After my obsession with rain, yesterday, there turned out not to be any. By afternoon it was a lovely, fluffy-clouds-in-blue-sky kind of day.
Post-breakfast we headed over to the Place Maubert market. On Saturdays there’s a vendor there specializing in products from the south of France and I try to stock up on my supply of fruity olive oil from Les Baux. He also has the best olives – usually my favorite are the picholines, big crisp green olives from the same region. This year he had big bowls of lucques as well, and while they look like picholines except for being kind of curved at the tips (like elf slippers), the guy assured me that they are better. He gave us tastes and they are undoubtedly good, but better? Couldn’t make up my mind, so bought both. The taste test is ongoing. Bought some nicoise as well, and a fougasse aux olives.
Fougasse is an olive oily kind of pastry from Provence -- probably (I am totally guessing here) related to foccacia and the like. The first one I ever had was years ago in Avignon and it was a kind of flakey pastry. Fabulous. I would cross the town every day to get one. Mostly, though, like the one I bought yesterday, they are yeasty. Really delicious, either way. You can get them with lardons, but I am partial to olives, so olives it was.
The other stall we made a point of visiting was the one over flowing with Libanaise specialties. My father’s family was from Lebanon and I grew up eating the most wonderful food when we visited them (all in the U.S, alas), most of which is heads and shoulders over what I’ve had since (because Grandma’s cooking is always best, you know?) But the stuff at this stall is really good.

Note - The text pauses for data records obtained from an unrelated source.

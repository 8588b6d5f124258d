use tracing::debug;

use crate::layers::Layers;
use crate::types::Record;

/// Separator used when neither the layered source nor the record names one.
pub const DEFAULT_SEPARATOR: &str = ",";

/// Reserved key for a global separator override.
pub const SEPARATOR_KEY: &str = "separator";

/// Pick the separator for `record`'s sequence fields.
///
/// 1. a non-empty value under [`SEPARATOR_KEY`] in the layered source,
/// 2. the record's own [`Record::separator`],
/// 3. `fallback`.
pub fn resolve_separator(layers: &Layers, record: &dyn Record, fallback: &str) -> String {
    let global = layers.get_string(SEPARATOR_KEY);
    let separator = if !global.is_empty() {
        global
    } else {
        match record.separator() {
            Some(custom) if !custom.is_empty() => custom.to_string(),
            _ => fallback.to_string(),
        }
    };
    debug!(event = "cnf.separator.resolved", separator = %separator);
    separator
}

#[cfg(test)]
mod tests {
    use super::*;
    use crate::fixtures::test::{App, Hosts};

    #[test]
    fn fallback_when_nothing_else() {
        let layers = Layers::new();
        assert_eq!(resolve_separator(&layers, &App::default(), DEFAULT_SEPARATOR), ",");
        assert_eq!(resolve_separator(&layers, &App::default(), ":"), ":");
    }

    #[test]
    fn record_separator_beats_fallback() {
        let layers = Layers::new();
        assert_eq!(resolve_separator(&layers, &Hosts::default(), ","), "|");
    }

    #[test]
    fn global_override_beats_record() {
        let mut layers = Layers::new();
        layers.set(SEPARATOR_KEY, ";");
        assert_eq!(resolve_separator(&layers, &Hosts::default(), ","), ";");
        assert_eq!(resolve_separator(&layers, &App::default(), ","), ";");
    }

    #[test]
    fn global_from_env() {
        let layers = Layers::new().with_env(
            "APP",
            vec![("APP_SEPARATOR".to_string(), "#".to_string())],
        );
        assert_eq!(resolve_separator(&layers, &Hosts::default(), ","), "#");
    }

    #[test]
    fn empty_global_is_ignored() {
        let mut layers = Layers::new();
        layers.set(SEPARATOR_KEY, "");
        assert_eq!(resolve_separator(&layers, &Hosts::default(), ","), "|");
    }
}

Often I get a huge flatbread bread heated on a domed heater thing they have, covered with olive oil and zataar (a spice mix with thyme, sumac, and sesame.) (Bread and zataar was one of my Dad’s favorite snacks, when he could get it, which used to be hard, back in the day.)
Full of my delicious hotel breakfast, I passed on the bread and zataar yesterday, but mindful of the approaching lunch hour, got some bread, taboule, labne, and an eggplant spread that was baba ganouj but called something different. Back at the hotel we had a Lebanese picnic. The stuff was sensational, all of it good but the bread was just the best. Very thin, chewy, and cleanly opening to a pocket if you wanted to stuff it with something (we didn’t, just scooped.) It was the “Syrian bread” I remember from my childhood, before the ubiquitous doughy and dry grocery store pita became all you could find. I was in heaven. Great lunch.

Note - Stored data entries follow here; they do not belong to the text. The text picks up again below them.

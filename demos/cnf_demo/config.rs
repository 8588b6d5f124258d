//! Records for the cnf demo application.
//!
//! [`DemoConfig`] holds the top-level keys and flattens [`ServerConfig`]
//! into the same key space, so `server.max_conns` in the file is `--maxConns`
//! on the command line and `CNF_DEMO_MAXCONNS` in the environment.
//!
//! | Flag          | Env var             | File key             |
//! |---------------|---------------------|----------------------|
//! | `--name`/`-n` | `CNF_DEMO_NAME`     | `name`               |
//! | `--tags`      | `CNF_DEMO_TAGS`     | `tags`               |
//! | `--verbose`   | `CNF_DEMO_VERBOSE`  | `verbose`            |
//! | `--host`      | `CNF_DEMO_HOST`     | `server.host`        |
//! | `--port`/`-p` | `CNF_DEMO_PORT`     | `server.port`        |
//! | `--maxConns`  | `CNF_DEMO_MAXCONNS` | `server.max_conns`   |

use serde::{Deserialize, Serialize};

#[derive(Serialize, Deserialize, Debug, Clone)]
#[serde(default)]
pub struct DemoConfig {
    pub name: String,
    pub tags: Vec<String>,
    pub verbose: bool,
    pub server: ServerConfig,
}

impl Default for DemoConfig {
    fn default() -> Self {
        Self {
            name: "cnf-demo".into(),
            tags: Vec::new(),
            verbose: false,
            server: ServerConfig::default(),
        }
    }
}

cnf::record!(DemoConfig {
    name = "application name,shorthand=n",
    tags = "labels printed with the banner",
    verbose = "report which config file was read",
    server,
});

#[derive(Serialize, Deserialize, Debug, Clone)]
#[serde(default)]
pub struct ServerConfig {
    pub host: String,
    pub port: u16,
    pub max_conns: u32,
}

impl Default for ServerConfig {
    fn default() -> Self {
        Self {
            host: "127.0.0.1".into(),
            port: 8080,
            max_conns: 100,
        }
    }
}

cnf::record!(ServerConfig {
    host = "bind address",
    port = "listen port,shorthand=p",
    max_conns = "connection limit",
});
//! Field name to external key conversion.

/// Convert a field name to lower-camel form: `max_conns` → `maxConns`.
///
/// Words are split on `_`, `-` and spaces. The first word gets a lower-cased
/// first letter, later words an upper-cased one; all other letters keep their
/// case, so existing word boundaries (`bindAddr`) survive and the transform is
/// idempotent.
pub fn to_camel_lower(name: &str) -> String {
    let name = name.strip_prefix("r#").unwrap_or(name);
    let mut key = String::with_capacity(name.len());

    let words = name
        .split(|c: char| c == '_' || c == '-' || c.is_whitespace())
        .filter(|w| !w.is_empty());

    for (i, word) in words.enumerate() {
        let mut chars = word.chars();
        if let Some(first) = chars.next() {
            if i == 0 {
                key.extend(first.to_lowercase());
            } else {
                key.extend(first.to_uppercase());
            }
            key.push_str(chars.as_str());
        }
    }

    key
}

Walked around most of the day. All around the Jardin de Luxembourg (a favorite spot, right near our hotel), over to the church of St. Sulpice, this year not only still surrounded by scaffolding, but wrapped in what looks like (but no doubt isn’t) a white plaster cast over half of it as well, down to the river where we hung out on the Pont des Arts, taking pictures, and over to l’eglise Saint-Germain-l’Auxerrois, a beautiful little church we love to visit on the right bank. And back to the hotel to rest our weary feet and wait for dinner time.

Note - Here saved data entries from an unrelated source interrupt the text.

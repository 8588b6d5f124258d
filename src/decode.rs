//! Merge a TOML config file into records.
//!
//! The file is parsed once. Each target is serialized to a table, the
//! document is deep-merged on top and the result is deserialized back, so
//! keys the file does not mention keep whatever the record already held.
//! Key matching goes through serde field names, not the camelCase keys used
//! for flags and env.

use std::collections::BTreeSet;
use std::path::Path;

use serde::Serialize;
use serde::de::DeserializeOwned;
use toml::{Table, Value};
use tracing::{debug, warn};

use crate::error::CnfError;
use crate::merge::merge_into;

/// A record the file decoder can merge a document into.
///
/// Implemented for every `T: Serialize + DeserializeOwned`.
pub trait FileDecode {
    /// Merge `doc` into `self`. Returns the document keys `self` did not
    /// consume, as dotted paths.
    fn merge_table(&mut self, doc: &Table) -> Result<Vec<String>, String>;
}

impl<T: Serialize + DeserializeOwned> FileDecode for T {
    fn merge_table(&mut self, doc: &Table) -> Result<Vec<String>, String> {
        let mut base = match Value::try_from(&*self).map_err(|e| e.to_string())? {
            Value::Table(table) => table,
            other => {
                return Err(format!(
                    "record serializes to {}, expected a table",
                    other.type_str()
                ));
            }
        };
        merge_into(&mut base, doc);

        let mut ignored = Vec::new();
        *self = serde_ignored::deserialize(Value::Table(base), |path| {
            ignored.push(path.to_string())
        })
        .map_err(|e| e.to_string())?;
        Ok(ignored)
    }
}

/// Read `path` and merge it into every target.
pub fn decode_file(path: &Path, targets: &mut [&mut dyn FileDecode]) -> Result<(), CnfError> {
    let content = std::fs::read_to_string(path).map_err(|e| CnfError::IoError {
        path: path.to_path_buf(),
        source: e,
    })?;
    decode_str(&content, path, targets)?;
    Ok(())
}

/// Merge already-read `content` into every target. `path` is only used in
/// errors and logs.
///
/// Returns the document keys no target consumed. Each one is also logged at
/// `warn`; they are never an error.
pub fn decode_str(
    content: &str,
    path: &Path,
    targets: &mut [&mut dyn FileDecode],
) -> Result<Vec<String>, CnfError> {
    let doc: Table = content.parse().map_err(|e| CnfError::ParseError {
        path: path.to_path_buf(),
        source: e,
    })?;

    let mut unknown: Option<BTreeSet<String>> = None;
    for target in targets.iter_mut() {
        let ignored: BTreeSet<String> = target
            .merge_table(&doc)
            .map_err(|reason| CnfError::DecodeError {
                path: path.to_path_buf(),
                reason,
            })?
            .into_iter()
            .collect();
        unknown = Some(match unknown {
            Some(prev) => prev.intersection(&ignored).cloned().collect(),
            None => ignored,
        });
    }

    let unknown: Vec<String> = unknown.unwrap_or_default().into_iter().collect();
    for key in &unknown {
        warn!(event = "cnf.decode.unknown_key", path = %path.display(), key = %key);
    }
    debug!(
        event = "cnf.decode.merged",
        path = %path.display(),
        targets = targets.len()
    );
    Ok(unknown)
}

Dinner. So many choices, so little time. We decided to go to La Bastide Odeon, a provencal place where we had had a very good lunch a couple of visits ago, and which had the advantage of being a block away from us (a consideration, given the weary-feet situation.) The food there was superb. I started with a grilled eggplant millefeille (eggplant wrapped around cheese with some tomato confit on top – just wonderful!) and J had a huge salad of very strong greens (mostly arugula, but some other stuff too) with artichoke hearts and citrus.
I ordered the roast farm chicken (yes, I did. I ordered chicken. Yhere is more and more flex in my flexitarianism
every day, I guess), and J got the brandade de morue, and we switched plates
half way through. The chicken was
simple, simple, simple and totally fabulous, all of it, but the part that
really got me was the rich brothy sauce over sautéed potatoes. I think I secretly ordered it for those
And the brandade! I love it anyway, but this was really great, rich and creamy and ladled into a nest of cooked leeks. A mouthful of leek and garlicky, salty cod was just a dream. (That's it, in the picture above.)
We had to order dessert when we ordered the meal, which is the only reason I had one because I was full enough without. I had the cheese plate – a kind of Roquefort pate full of pistachios, and a half a small cheese that they insisted was fresh goat and probably was but I swear it tasted more like sheep – possibly because of the argan oil drizzled over the top. Some chutney and a slice of poached pair came alongside. J had pastry-wrapped bananas, caramelized. Very good, but they were crying out for some vanilla ice cream on the side.
Then we rolled ourselves down the street to the hotel, and collapsed into bed. This morning we are meeting a friend at his apartment in the 11th arrondissement and going to the Bastille market (because you can never go to too many markets.) After he does his shopping, we are heading into the Marais, to brave the Sunday lines and get a falafel for lunch. More on that, another time.